It was not until 2000 that spaceflight development became subject to a national policy statement in its own right, with the publication on 22nd November that year of a dedicated China white paper on its future space program, given the short title of Modernization. Readers expecting a listing of future launch schedules, dramatic reorganization, or announcements of exciting new projects will have been disappointed. Like most government white papers the whole world over, the language was bureaucratic, the aspirations general, and some of the statements quite bland. Positively, the 13-page white paper was economical in the use of language, logical in its presentation, short, and clear. Political sloganeering and point scoring were completely absent and there was no reference to the American embargoes or issues that arose from the Cox report. Like most white papers universally, the real value was in reading between the lines and in scanning the paper for nuances of ideas in train, projects hinted, and new priorities articulated.

First, the white paper recited China’s space achievements, articulated over­arching aims, and listed broad lines of development. The paper recalled how China had to struggle against “weak infrastructure” and a “relatively backward level of science and technology”. The three broad aims of the space program were exploration, applications, and the promotion of economic development. Space development was set in its broader political context and linked to economic progress, environmental protection, and international cooperation. Internation­ally, China would make a point of working closely with the other countries of the Asia-Pacific region.

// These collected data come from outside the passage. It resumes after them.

//! Domain invariants for protection plans
//!
//! Checked in debug builds when a plan is finalized and exercised directly
//! by the property tests.

use super::entities::{CryptoAction, ProtectionPlan};

/// Every signature action precedes the first Kerberos action.
pub fn invariant_signature_before_kerberos(actions: &[CryptoAction]) -> bool {
    let first_kerberos = actions.iter().position(|a| *a == CryptoAction::Kerberos);
    let last_signature = actions.iter().rposition(|a| a.is_signature());

    match (last_signature, first_kerberos) {
        (Some(signature), Some(kerberos)) => signature < kerberos,
        _ => true,
    }
}

/// Sign-then-encrypt: no encryption is queued ahead of the last signature.
pub fn invariant_encrypt_after_signatures(actions: &[CryptoAction]) -> bool {
    let Some(last_signature) = actions.iter().rposition(|a| a.is_signature()) else {
        return true;
    };
    !actions[..last_signature].iter().any(|a| a.is_encrypt())
}

/// At most one custom-token action, and only in last position.
pub fn invariant_custom_token_last(actions: &[CryptoAction]) -> bool {
    let count = actions
        .iter()
        .filter(|a| **a == CryptoAction::CustomToken)
        .count();

    match count {
        0 => true,
        1 => actions.last() == Some(&CryptoAction::CustomToken),
        _ => false,
    }
}

/// Regions are only listed for operations that were actually planned.
///
/// A signed SAML assertion that absorbed the primary signature still signs
/// the signed regions.
pub fn invariant_regions_have_actions(plan: &ProtectionPlan) -> bool {
    let signs = plan.actions.has_signature() || plan.actions.contains(CryptoAction::SamlTokenSigned);
    let signed_ok = plan.signed_regions.is_empty() || signs;
    let encrypted_ok = plan.encrypted_regions.is_empty() || plan.actions.has_encrypt();

    signed_ok && encrypted_ok
}
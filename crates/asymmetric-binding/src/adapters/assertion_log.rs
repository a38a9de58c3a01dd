//! Assertion Log Adapter
//!
//! Implements `AssertionSink` by recording every report, for policy
//! verification after the message has been secured.

use crate::ports::outbound::AssertionSink;
use parking_lot::Mutex;
use shared_policy::QName;
use tracing::debug;

/// An assertion that could not be satisfied, with the reason given.
#[derive(Clone, Debug, PartialEq, Eq)]
pub struct UnsatisfiedAssertion {
    pub name: QName,
    pub reason: String,
}

#[derive(Default)]
pub struct AssertionLog {
    asserted: Mutex<Vec<QName>>,
    unsatisfied: Mutex<Vec<UnsatisfiedAssertion>>,
}

impl AssertionLog {
    pub fn new() -> Self {
        Self::default()
    }

    /// Every asserted name, in report order (duplicates kept).
    pub fn asserted(&self) -> Vec<QName> {
        self.asserted.lock().clone()
    }

    pub fn is_asserted(&self, name: &QName) -> bool {
        self.asserted.lock().contains(name)
    }

    pub fn assert_count(&self, name: &QName) -> usize {
        self.asserted.lock().iter().filter(|n| *n == name).count()
    }

    pub fn unsatisfied(&self) -> Vec<UnsatisfiedAssertion> {
        self.unsatisfied.lock().clone()
    }
}

impl AssertionSink for AssertionLog {
    fn assert(&self, name: &QName) {
        self.asserted.lock().push(name.clone());
    }

    fn not_asserted(&self, name: &QName, reason: &str) {
        debug!(assertion = %name, reason, "Assertion not satisfied");
        self.unsatisfied.lock().push(UnsatisfiedAssertion {
            name: name.clone(),
            reason: reason.to_string(),
        });
    }
}
//! Encrypt-before-signing scenarios.

#[cfg(test)]
mod tests {
    use crate::fixtures::*;
    use asymmetric_binding::{
        AssertionLog, CryptoAction, MessageContext, PlannerConfig, PlanningError, PlanningStage,
        ProtectedRegion, ProtectionPlanner, ProtectionPlanningApi, SecurityProperties,
        SoapVersion,
    };
    use shared_policy::names::{self, assertions};
    use shared_policy::{
        AsymmetricBinding, ElementPath, PartSelectors, ProtectionOrder, QName, SamlVersion,
        Token, TokenKind, TokenSlot, TokenWrapper,
    };

    fn body() -> QName {
        SoapVersion::Soap11.body()
    }

    fn saml_binding(parts: PartSelectors) -> AsymmetricBinding {
        binding_with_tokens(
            ProtectionOrder::EncryptBeforeSigning,
            Token::saml(SamlVersion::V20),
            Token::x509(),
        )
        .with_parts(parts)
    }

    fn saml_planner() -> ProtectionPlanner {
        ProtectionPlanner::with_config(PlannerConfig {
            properties: SecurityProperties {
                saml_callback_configured: Some(true),
                ..SecurityProperties::default()
            },
            ..PlannerConfig::default()
        })
    }

    // =========================================================================
    // BASIC ORDERING
    // =========================================================================

    /// Test requestor encrypts body content, then signs body and timestamp
    #[test]
    fn test_requestor_encrypts_then_signs() {
        init_tracing();
        let binding = x509_binding(ProtectionOrder::EncryptBeforeSigning);
        let log = AssertionLog::new();

        let plan = ProtectionPlanner::new()
            .plan(&binding, &MessageContext::requestor().with_timestamp(), &log)
            .unwrap();

        assert_eq!(
            plan.actions.as_slice(),
            &[CryptoAction::Encrypt, CryptoAction::Signature]
        );
        assert_eq!(
            plan.signed_regions,
            vec![
                ProtectedRegion::element(body()),
                ProtectedRegion::element(names::timestamp()),
            ]
        );
        assert_eq!(plan.encrypted_regions, vec![ProtectedRegion::content(body())]);
        assert!(log.is_asserted(&binding.assertion(assertions::ENCRYPT_BEFORE_SIGNING)));
    }

    /// Test signed regions are the catalog's, captured before encryption
    #[test]
    fn test_signed_regions_captured_before_encryption() {
        let binding =
            x509_binding(ProtectionOrder::EncryptBeforeSigning).with_parts(header_parts());

        let plan = ProtectionPlanner::new()
            .plan(&binding, &MessageContext::requestor(), &AssertionLog::new())
            .unwrap();

        assert_eq!(
            plan.signed_regions,
            vec![
                ProtectedRegion::element(body()),
                ProtectedRegion::element(to_header()).optional(),
            ]
        );
        assert_eq!(
            plan.encrypted_regions,
            vec![
                ProtectedRegion::content(body()),
                ProtectedRegion::element(to_header()),
            ]
        );
    }

    /// Test without an encryption token only the signature is planned
    #[test]
    fn test_missing_encryption_token_skips_encryption() {
        let binding = AsymmetricBinding::new(ProtectionOrder::EncryptBeforeSigning)
            .with_parts(PartSelectors::body_only())
            .with_token(TokenWrapper::new(TokenSlot::InitiatorToken, Token::x509()));

        let plan = ProtectionPlanner::new()
            .plan(&binding, &MessageContext::requestor(), &AssertionLog::new())
            .unwrap();

        assert_eq!(plan.actions.as_slice(), &[CryptoAction::Signature]);
        assert!(plan.encrypted_regions.is_empty());
        assert_eq!(plan.key_identifiers.encryption, None);
    }

    // =========================================================================
    // ENCRYPT SIGNATURE
    // =========================================================================

    /// Test the expected signature is encrypted
    #[test]
    fn test_encrypt_signature_adds_signature_region() {
        let binding = x509_binding(ProtectionOrder::EncryptBeforeSigning)
            .with_encrypt_signature(true);

        let plan = ProtectionPlanner::new()
            .plan(&binding, &MessageContext::requestor(), &AssertionLog::new())
            .unwrap();

        assert_eq!(
            plan.encrypted_regions,
            vec![
                ProtectedRegion::content(body()),
                ProtectedRegion::element(names::signature()),
            ]
        );
    }

    /// Test no signature region without a signing token, assertion still reported
    #[test]
    fn test_encrypt_signature_without_signer() {
        let binding = AsymmetricBinding::new(ProtectionOrder::EncryptBeforeSigning)
            .with_parts(PartSelectors::body_only())
            .with_token(TokenWrapper::new(TokenSlot::RecipientToken, Token::x509()))
            .with_encrypt_signature(true);
        let log = AssertionLog::new();

        let plan = ProtectionPlanner::new()
            .plan(&binding, &MessageContext::requestor(), &log)
            .unwrap();

        assert_eq!(plan.actions.as_slice(), &[CryptoAction::Encrypt]);
        assert_eq!(plan.encrypted_regions, vec![ProtectedRegion::content(body())]);
        assert!(log.is_asserted(&binding.assertion(assertions::ENCRYPT_SIGNATURE)));
    }

    // =========================================================================
    // SIGNATURE CONFIRMATION
    // =========================================================================

    /// Test responder confirmation is queued before encryption for X.509 signers
    #[test]
    fn test_responder_confirmation_x509() {
        let binding = x509_binding(ProtectionOrder::EncryptBeforeSigning)
            .with_wss(wss11_with_confirmation());

        let plan = ProtectionPlanner::new()
            .plan(&binding, &MessageContext::responder(), &AssertionLog::new())
            .unwrap();

        assert_eq!(
            plan.actions.as_slice(),
            &[
                CryptoAction::SignatureConfirmation,
                CryptoAction::Encrypt,
                CryptoAction::Signature
            ]
        );
        assert_eq!(
            plan.signed_regions,
            vec![
                ProtectedRegion::element(body()),
                ProtectedRegion::element(names::signature_confirmation()),
            ]
        );
    }

    /// Test responder confirmation moves behind a security-context signature
    #[test]
    fn test_responder_confirmation_security_context() {
        let binding = binding_with_tokens(
            ProtectionOrder::EncryptBeforeSigning,
            Token::x509(),
            Token::new(TokenKind::SecurityContext),
        )
        .with_wss(wss11_with_confirmation());

        let plan = ProtectionPlanner::new()
            .plan(&binding, &MessageContext::responder(), &AssertionLog::new())
            .unwrap();

        assert_eq!(
            plan.actions.as_slice(),
            &[
                CryptoAction::Encrypt,
                CryptoAction::Signature,
                CryptoAction::SignatureConfirmation
            ]
        );
    }

    // =========================================================================
    // SIGNED SAML
    // =========================================================================

    /// Test the signed SAML assertion takes the signature's place after encryption
    #[test]
    fn test_signed_saml_follows_encryption() {
        init_tracing();

        let plan = saml_planner()
            .plan(
                &saml_binding(PartSelectors::body_only()),
                &MessageContext::requestor(),
                &AssertionLog::new(),
            )
            .unwrap();

        assert_eq!(
            plan.actions.as_slice(),
            &[CryptoAction::Encrypt, CryptoAction::SamlTokenSigned]
        );
        assert_eq!(plan.signed_regions, vec![ProtectedRegion::element(body())]);
    }

    /// Test a header both signed and encrypted as an element is rejected
    #[test]
    fn test_signed_saml_rejects_encrypted_signed_element() {
        let fault = saml_planner()
            .plan(
                &saml_binding(header_parts()),
                &MessageContext::requestor(),
                &AssertionLog::new(),
            )
            .unwrap_err();

        assert!(matches!(
            fault.cause(),
            PlanningError::InvalidConfiguration { .. }
        ));
        assert_eq!(fault.stage, PlanningStage::SignaturePhase);
        assert!(fault.reason.starts_with("Encrypt before signing failed"));
    }

    /// Test an encrypted signing assertion is rejected
    #[test]
    fn test_signed_saml_rejects_encrypted_assertion() {
        let parts = PartSelectors {
            encrypted_elements: Some(vec![ElementPath::new(vec![names::saml20_assertion()])]),
            ..PartSelectors::body_only()
        };

        let fault = saml_planner()
            .plan(&saml_binding(parts), &MessageContext::requestor(), &AssertionLog::new())
            .unwrap_err();

        assert!(matches!(
            fault.cause(),
            PlanningError::InvalidConfiguration { .. }
        ));
    }

    /// Test the per-message callback flag overrides the endpoint's
    #[test]
    fn test_message_properties_enable_saml_callback() {
        let message = MessageContext::requestor().with_properties(SecurityProperties {
            saml_callback_configured: Some(true),
            ..SecurityProperties::default()
        });

        let binding = saml_binding(PartSelectors::body_only());
        let log = AssertionLog::new();
        let plan = ProtectionPlanner::new()
            .plan(&binding, &message, &log)
            .unwrap();

        assert!(plan.actions.contains(CryptoAction::SamlTokenSigned));
        assert!(!plan.actions.has_signature());
        assert!(log.is_asserted(&binding.assertion("SamlToken")));
        assert!(log.unsatisfied().is_empty());
    }
}
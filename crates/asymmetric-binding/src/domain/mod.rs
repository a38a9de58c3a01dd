//! Domain module for the asymmetric binding planner
//!
//! Contains the plan entities, value objects, errors, and invariants.

pub mod entities;
pub mod errors;
pub mod invariants;
pub mod value_objects;

pub use entities::*;
pub use errors::*;
pub use value_objects::*;
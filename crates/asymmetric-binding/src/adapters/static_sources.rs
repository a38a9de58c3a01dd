//! Static Token Sources
//!
//! Fixed-answer implementations of the issuance and supporting-token ports
//! for endpoints that do not use them (the defaults) or that are configured
//! with pre-obtained tokens.

use crate::domain::entities::{SecurityToken, SupportingToken};
use crate::domain::errors::{IssuedTokenError, SupportingTokenError};
use crate::ports::outbound::{IssuedTokenSource, SupportingTokenProvider};
use shared_policy::{IssuedToken, Role};

/// Issuance source that hands out one pre-obtained token.
#[derive(Clone, Debug, Default)]
pub struct StaticIssuedTokenSource {
    token: Option<SecurityToken>,
}

impl StaticIssuedTokenSource {
    pub fn new(token: SecurityToken) -> Self {
        Self { token: Some(token) }
    }

    /// Source with no token; issued-token policies fail to resolve.
    pub fn empty() -> Self {
        Self::default()
    }
}

impl IssuedTokenSource for StaticIssuedTokenSource {
    fn security_token(
        &self,
        _policy: &IssuedToken,
    ) -> Result<Option<SecurityToken>, IssuedTokenError> {
        Ok(self.token.clone())
    }
}

/// Supporting tokens attached to messages of a given role.
#[derive(Clone, Debug, Default)]
pub struct StaticSupportingTokens {
    requestor: Vec<SupportingToken>,
    responder: Vec<SupportingToken>,
}

impl StaticSupportingTokens {
    pub fn new() -> Self {
        Self::default()
    }

    pub fn with_token(mut self, role: Role, token: SupportingToken) -> Self {
        match role {
            Role::Requestor => self.requestor.push(token),
            Role::Responder => self.responder.push(token),
        }
        self
    }
}

impl SupportingTokenProvider for StaticSupportingTokens {
    fn supporting_tokens(&self, role: Role) -> Result<Vec<SupportingToken>, SupportingTokenError> {
        Ok(match role {
            Role::Requestor => self.requestor.clone(),
            Role::Responder => self.responder.clone(),
        })
    }
}
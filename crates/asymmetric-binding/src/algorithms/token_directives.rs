//! Token directives
//!
//! Per-token decisions handed to the crypto engine: how the key is
//! referenced and whether the token itself travels in the message.
//! Every rule matches [`TokenKind`] exhaustively.

use crate::domain::value_objects::KeyIdentifier;
use shared_policy::{IncludeTokenType, Role, Token, TokenKind, WssOptions};

/// Key identifier for `token` under the binding's WSS options.
pub fn key_identifier(token: &Token, wss: Option<&WssOptions>) -> KeyIdentifier {
    match &token.kind {
        TokenKind::X509(x509) => {
            if x509.require_issuer_serial_reference {
                return KeyIdentifier::IssuerSerial;
            }
            if x509.require_key_identifier_reference {
                return KeyIdentifier::SkiKeyIdentifier;
            }
            if x509.require_thumbprint_reference {
                return KeyIdentifier::Thumbprint;
            }
        }
        TokenKind::KeyValue => return KeyIdentifier::KeyValue,
        TokenKind::Issued(_) | TokenKind::Saml(_) => return KeyIdentifier::DirectReference,
        TokenKind::SecurityContext
        | TokenKind::SecureConversation
        | TokenKind::SpnegoContext
        | TokenKind::Kerberos
        | TokenKind::Username => {}
    }

    if token.inclusion == IncludeTokenType::Never {
        return match wss {
            None => KeyIdentifier::SkiKeyIdentifier,
            Some(wss) if wss.must_support_ref_key_identifier => KeyIdentifier::SkiKeyIdentifier,
            Some(wss) if wss.must_support_ref_issuer_serial => KeyIdentifier::IssuerSerial,
            Some(wss) if wss.supports_thumbprint() => KeyIdentifier::Thumbprint,
            Some(_) => KeyIdentifier::IssuerSerial,
        };
    }

    KeyIdentifier::DirectReference
}

/// Whether the engine embeds `token` in the security header.
///
/// Only X.509 tokens are embedded: the inclusion policy must require the
/// token for this message, and the chosen reference must be able to point
/// at an embedded token. Issued, SAML and secure-conversation tokens are
/// always referenced, never re-embedded by the signature.
pub fn include_token(token: &Token, key_identifier: KeyIdentifier, role: Role) -> bool {
    let embeddable = match token.kind {
        TokenKind::X509(_) => true,
        TokenKind::Issued(_)
        | TokenKind::Saml(_)
        | TokenKind::SecurityContext
        | TokenKind::SecureConversation
        | TokenKind::SpnegoContext
        | TokenKind::Kerberos
        | TokenKind::KeyValue
        | TokenKind::Username => false,
    };

    embeddable && token.inclusion.is_required_for(role) && key_identifier.references_embedded_token()
}

/// Secure-conversation-family tokens. Their signature confirmation is
/// placed directly after the primary signature.
pub fn is_secure_conversation_family(kind: &TokenKind) -> bool {
    match kind {
        TokenKind::SecurityContext | TokenKind::SecureConversation | TokenKind::SpnegoContext => {
            true
        }
        TokenKind::X509(_)
        | TokenKind::Issued(_)
        | TokenKind::Saml(_)
        | TokenKind::Kerberos
        | TokenKind::KeyValue
        | TokenKind::Username => false,
    }
}

/// Protect-tokens signs the embedded `wsse:BinarySecurityToken` of an X.509
/// signing token that is actually included.
pub fn signs_binary_security_token(token: &Token) -> bool {
    matches!(token.kind, TokenKind::X509(_)) && token.inclusion != IncludeTokenType::Never
}
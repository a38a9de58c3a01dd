//! # Qualified Names
//!
//! XML qualified names and the namespaces every binding decision refers to.
//!
//! ## Clusters
//!
//! - **Namespaces**: SOAP 1.1/1.2, WSS 1.0/1.1, XML-DSig, SAML 1.1/2.0, SP 1.1/1.2
//! - **Elements**: well-known header elements that become protected regions
//! - **Assertions**: local names of the policy assertions the planner reports

use serde::{Deserialize, Serialize};
use std::fmt;

// =============================================================================
// NAMESPACES
// =============================================================================

pub const NS_SOAP11: &str = "http://schemas.xmlsoap.org/soap/envelope/";
pub const NS_SOAP12: &str = "http://www.w3.org/2003/05/soap-envelope";

pub const NS_WSSE10: &str =
    "http://docs.oasis-open.org/wss/2004/01/oasis-200401-wss-wssecurity-secext-1.0.xsd";
pub const NS_WSSE11: &str = "http://docs.oasis-open.org/wss/oasis-wss-wssecurity-secext-1.1.xsd";
pub const NS_WSU10: &str =
    "http://docs.oasis-open.org/wss/2004/01/oasis-200401-wss-wssecurity-utility-1.0.xsd";
pub const NS_DSIG: &str = "http://www.w3.org/2000/09/xmldsig#";

pub const NS_SAML11: &str = "urn:oasis:names:tc:SAML:1.0:assertion";
pub const NS_SAML20: &str = "urn:oasis:names:tc:SAML:2.0:assertion";

/// WS-SecurityPolicy 1.1
pub const NS_SP11: &str = "http://schemas.xmlsoap.org/ws/2005/07/securitypolicy";
/// WS-SecurityPolicy 1.2
pub const NS_SP12: &str = "http://docs.oasis-open.org/ws-sx/ws-securitypolicy/200702";

/// External reference covering every MIME attachment of the message.
pub const ATTACHMENTS_REFERENCE: &str = "cid:Attachments";

/// Local name used by header selectors that match any element in a namespace.
pub const WILDCARD: &str = "*";

// =============================================================================
// QNAME
// =============================================================================

/// An XML qualified name (`{namespace}local`).
#[derive(Debug, Clone, PartialEq, Eq, Hash, PartialOrd, Ord, Serialize, Deserialize)]
pub struct QName {
    pub namespace: String,
    pub local_part: String,
}

impl QName {
    pub fn new(namespace: impl Into<String>, local_part: impl Into<String>) -> Self {
        Self {
            namespace: namespace.into(),
            local_part: local_part.into(),
        }
    }

    /// Name of a policy assertion living in the same namespace as `self`.
    pub fn sibling(&self, local_part: &str) -> Self {
        Self::new(self.namespace.clone(), local_part)
    }

    pub fn is_wildcard(&self) -> bool {
        self.local_part == WILDCARD
    }
}

impl fmt::Display for QName {
    fn fmt(&self, f: &mut fmt::Formatter<'_>) -> fmt::Result {
        write!(f, "{{{}}}{}", self.namespace, self.local_part)
    }
}

// =============================================================================
// WELL-KNOWN ELEMENTS
// =============================================================================

pub fn timestamp() -> QName {
    QName::new(NS_WSU10, "Timestamp")
}

pub fn signature() -> QName {
    QName::new(NS_DSIG, "Signature")
}

pub fn signature_confirmation() -> QName {
    QName::new(NS_WSSE11, "SignatureConfirmation")
}

pub fn binary_security_token() -> QName {
    QName::new(NS_WSSE10, "BinarySecurityToken")
}

pub fn saml11_assertion() -> QName {
    QName::new(NS_SAML11, "Assertion")
}

pub fn saml20_assertion() -> QName {
    QName::new(NS_SAML20, "Assertion")
}

// =============================================================================
// POLICY ASSERTION LOCAL NAMES
// =============================================================================

/// Local names of the WS-SecurityPolicy assertions reported by the planner.
pub mod assertions {
    pub const ASYMMETRIC_BINDING: &str = "AsymmetricBinding";
    pub const SIGN_BEFORE_ENCRYPTING: &str = "SignBeforeEncrypting";
    pub const ENCRYPT_BEFORE_SIGNING: &str = "EncryptBeforeSigning";
    pub const ENCRYPT_SIGNATURE: &str = "EncryptSignature";
    pub const PROTECT_TOKENS: &str = "ProtectTokens";
    pub const ONLY_SIGN_ENTIRE_HEADERS_AND_BODY: &str = "OnlySignEntireHeadersAndBody";
    pub const INCLUDE_TIMESTAMP: &str = "IncludeTimestamp";
    pub const LAYOUT: &str = "Layout";
    pub const ALGORITHM_SUITE: &str = "AlgorithmSuite";

    pub const SIGNED_PARTS: &str = "SignedParts";
    pub const SIGNED_ELEMENTS: &str = "SignedElements";
    pub const ENCRYPTED_PARTS: &str = "EncryptedParts";
    pub const ENCRYPTED_ELEMENTS: &str = "EncryptedElements";
    pub const CONTENT_ENCRYPTED_ELEMENTS: &str = "ContentEncryptedElements";

    pub const WSS10: &str = "Wss10";
    pub const WSS11: &str = "Wss11";
    pub const MUST_SUPPORT_REF_KEY_IDENTIFIER: &str = "MustSupportRefKeyIdentifier";
    pub const MUST_SUPPORT_REF_ISSUER_SERIAL: &str = "MustSupportRefIssuerSerial";
    pub const MUST_SUPPORT_REF_THUMBPRINT: &str = "MustSupportRefThumbprint";
    pub const REQUIRE_SIGNATURE_CONFIRMATION: &str = "RequireSignatureConfirmation";

    pub const TRUST10: &str = "Trust10";
    pub const TRUST13: &str = "Trust13";
    pub const MUST_SUPPORT_CLIENT_CHALLENGE: &str = "MustSupportClientChallenge";
    pub const MUST_SUPPORT_SERVER_CHALLENGE: &str = "MustSupportServerChallenge";
    pub const REQUIRE_CLIENT_ENTROPY: &str = "RequireClientEntropy";
    pub const REQUIRE_SERVER_ENTROPY: &str = "RequireServerEntropy";
    pub const MUST_SUPPORT_ISSUED_TOKENS: &str = "MustSupportIssuedTokens";
    pub const REQUIRE_REQUEST_SECURITY_TOKEN_COLLECTION: &str =
        "RequireRequestSecurityTokenCollection";
    pub const REQUIRE_APPLIES_TO: &str = "RequireAppliesTo";
    pub const SCOPE_POLICY_15: &str = "ScopePolicy15";
    pub const MUST_SUPPORT_INTERACTIVE_CHALLENGE: &str = "MustSupportInteractiveChallenge";

    pub const INITIATOR_TOKEN: &str = "InitiatorToken";
    pub const INITIATOR_SIGNATURE_TOKEN: &str = "InitiatorSignatureToken";
    pub const INITIATOR_ENCRYPTION_TOKEN: &str = "InitiatorEncryptionToken";
    pub const RECIPIENT_TOKEN: &str = "RecipientToken";
    pub const RECIPIENT_SIGNATURE_TOKEN: &str = "RecipientSignatureToken";
    pub const RECIPIENT_ENCRYPTION_TOKEN: &str = "RecipientEncryptionToken";
}
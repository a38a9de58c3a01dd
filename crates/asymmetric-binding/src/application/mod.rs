//! Application layer: the planner service and the per-message plan builder.

mod plan_builder;
mod protocols;
pub mod service;

pub use service::ProtectionPlanner;
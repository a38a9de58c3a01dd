//! Per-message plan builder
//!
//! Holds the mutable state of one planning pass: the staged actions, the
//! region lists and the directives for the crypto engine. The two protocol
//! variants in [`super::protocols`] drive it through its stages; everything
//! here is shared by both.

use crate::algorithms::token_directives::{
    is_secure_conversation_family, signs_binary_security_token,
};
use crate::algorithms::{
    include_token, key_identifier, ActionSequencer, RegionCatalog, TokenResolver,
};
use crate::config::{MessageContext, PlannerConfig, SecurityProperties, USE_REQ_SIG_CERT};
use crate::domain::entities::{
    AlgorithmSelection, CryptoAction, EncryptionUser, IncludeTokenDecisions,
    KeyIdentifierChoices, ProtectedRegion, ProtectionPlan,
};
use crate::domain::errors::PlanningError;
use crate::domain::invariants;
use crate::domain::value_objects::{
    CredentialStrategy, Granularity, KeyDerivation, PlanningStage,
};
use crate::ports::outbound::{
    AssertionSink, IssuedTokenSource, SupportingTokenProvider, TokenStore,
};
use shared_policy::names::{self, assertions};
use shared_policy::{
    AlgorithmSuite, AsymmetricBinding, IssuedToken, ProtectionOrder, QName, Role, SamlToken,
    Token, TokenKind, TokenWrapper,
};
use tracing::{debug, info};
use uuid::Uuid;

/// Outbound collaborators consulted while planning.
#[derive(Clone, Copy)]
pub(crate) struct PlannerPorts<'a> {
    pub token_store: &'a dyn TokenStore,
    pub issued_tokens: &'a dyn IssuedTokenSource,
    pub supporting_tokens: &'a dyn SupportingTokenProvider,
}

Second, in designing its space policy, China proposed to select a small number of key areas of development and concentrate on them, rather than try to do everything. China would build on its best abilities and concentrate on a limited number of areas and targets according to its strengths. China would combine self­reliance with international cooperation. The short-term priorities of the space program were:

• Earth observation of the land, atmosphere, and oceans;

• weather forecasting;

• independently operated communications and broadcasting systems with long operating lives, high capacity, and reliability;

• independent satelhte navigation system.

Third, the long-term priorities of the space program were to:

• achieve manned spaceflight;

• “Obtain a more important place in the world in space science”;

• upgrade existing rockets and introduce the next generation of new, low-cost, non-polluting, high-performance rockets;

• develop a national system of remote sensing, ensuring the effective distribution of data throughout the country;

• fly a new generation of satellites for microgravity, materials science, life sciences, space environment, astronomy;

• make pre-studies for exploration of deep space, centering on the Moon.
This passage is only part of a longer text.